Abstract
Objective
The objective of the work is to enhance the solubility, dissolution, and pharmacokinetic properties of glibenclamide (GLB) via cocrystallization technique.
Significance
Glibenclamide is an oral hypoglycemic agent used for treating non-insulin-dependent (type II) diabetes mellitus. It exhibits poor aqueous solubility and oral bioavailability, thereby compromising its therapeutic effect. Therefore, utilizing cocrystal approach for enhancing the solubility will modulate the physicochemical properties of GLB without altering its molecular structure.
Methods
Cocrystal was prepared by solution crystallization method using coformer malonic acid. The cocrystal was characterized by differential scanning calorimetry (DSC), powder X-ray diffraction (PXRD), and Fourier transform infrared (FT-IR) studies. The prepared cocrystal was subjected to solubility, in vitro dissolution, and pharmacokinetic studies.
Results
The DSC endotherms, PXRD patterns, and the FT-IR spectra of the cocrystal established the formation of a cocrystal. The formation of eutectic mixture was refuted upon comparing the DSC endotherm and PXRD pattern of the cocrystal with that of the physical mixture.

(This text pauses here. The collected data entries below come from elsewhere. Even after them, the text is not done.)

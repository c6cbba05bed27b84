//! The boundary between the message pump and the AMQP implementation

use async_trait::async_trait;

use crate::{
    auth::CbsToken,
    endpoint::LinkEndpoint,
    error::{AuthError, ConnectionError, LinkAttachError, MalformedMessageError},
    message::ReceivedMessage,
};

/// SASL profile used when opening the connection
#[derive(Clone)]
pub enum SaslMode {
    /// SASL ANONYMOUS. Authorization happens afterwards through CBS
    Anonymous,

    /// SASL PLAIN
    Plain {
        /// Username
        username: String,

        /// Password
        password: String,
    },
}

impl std::fmt::Debug for SaslMode {
    fn fmt(&self, f: &mut std::fmt::Formatter<'_>) -> std::fmt::Result {
        match self {
            Self::Anonymous => write!(f, "Anonymous"),
            Self::Plain { username, .. } => f
                .debug_struct("Plain")
                .field("username", username)
                .field("password", &"******")
                .finish(),
        }
    }
}

/// Parameters of [`Transport::open`]
#[derive(Debug, Clone)]
pub struct ConnectOptions {
    /// Host name of the broker
    pub hostname: String,

    /// Container id of the connection
    pub container_id: String,

    /// SASL profile
    pub sasl: SaslMode,
}

/// Outcome of a single delivery. A malformed delivery does not break the link
pub type Delivery = Result<ReceivedMessage, MalformedMessageError>;

/// Connection and session to the broker
///
/// Driven exclusively by the message pump task.
#[async_trait]
pub trait Transport: Send + 'static {
    /// Receive link attached on this transport
    type Link: LinkReceiver;

    /// Open the connection and begin a session
    async fn open(&mut self, options: &ConnectOptions) -> Result<(), ConnectionError>;

    /// Present a token for `audience` through the CBS node
    async fn put_token(
        &mut self,
        audience: &str,
        token: CbsToken<'static>,
    ) -> Result<(), AuthError>;

    /// Attach a receive link named `name` to `endpoint`. No credit is issued on the new link
    async fn attach(
        &mut self,
        name: &str,
        endpoint: &LinkEndpoint,
    ) -> Result<Self::Link, LinkAttachError>;

    /// End the session and close the connection. Closing a transport that is not open is a
    /// no-op
    async fn close(&mut self) -> Result<(), ConnectionError>;
}

/// Receiving half of an attached link
#[async_trait]
pub trait LinkReceiver: Send + 'static {
    /// Set the link credit to `credit`
    async fn set_credit(&mut self, credit: u32) -> Result<(), ConnectionError>;

    /// Wait for the next delivery
    ///
    /// # Cancel safety
    ///
    /// Implementations must be cancel safe. A delivery is not lost if the future is dropped.
    async fn recv(&mut self) -> Result<Delivery, ConnectionError>;

    /// Detach the link. Detaching twice is a no-op
    async fn detach(&mut self) -> Result<(), ConnectionError>;
}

GLB showed a twofold enhancement in solubility and a significant improvement in the rate of dissolution (p < 0.05, independent t-test) after cocrystallization. The pharmacokinetic parameters on male Sprague Drawly rats showed 1.45 enhancement in AUC0–24 and 1.36-fold enhancement in the Cmax of GLB as compared to the pure drug.
Conclusion
These findings demonstrate that cocrystallization technique was able to tailor the solubility and dissolution profile of GLB leading to an enhanced pharmacokinetic property.
Acknowledgements
The authors are thankful to Amity Institute of Pharmacy, Amity University Uttar Pradesh, Lucknow Campus for providing the necessary facilities to carry out the research, Central Instrumentation Facilities, BIT Mesra (India) for FT-IR studies and DSC studies and Sophisticated Test and Instrumentation Centre, Cochin University (India) for PXRD analysis.
Disclosure statement
The authors declare that they have no conflicts of interest.
The animal experimental protocol was approved by the Institutional Animal Ethical Committee of CSIR-C.D.R.I., Lucknow (IAEC/2017/287/Renew-0/Dated 31/10/2017). The animals were handled as per the guidelines of the Committee for Control and Supervision on Experimental Animals (CPCSEA), New Delhi, India.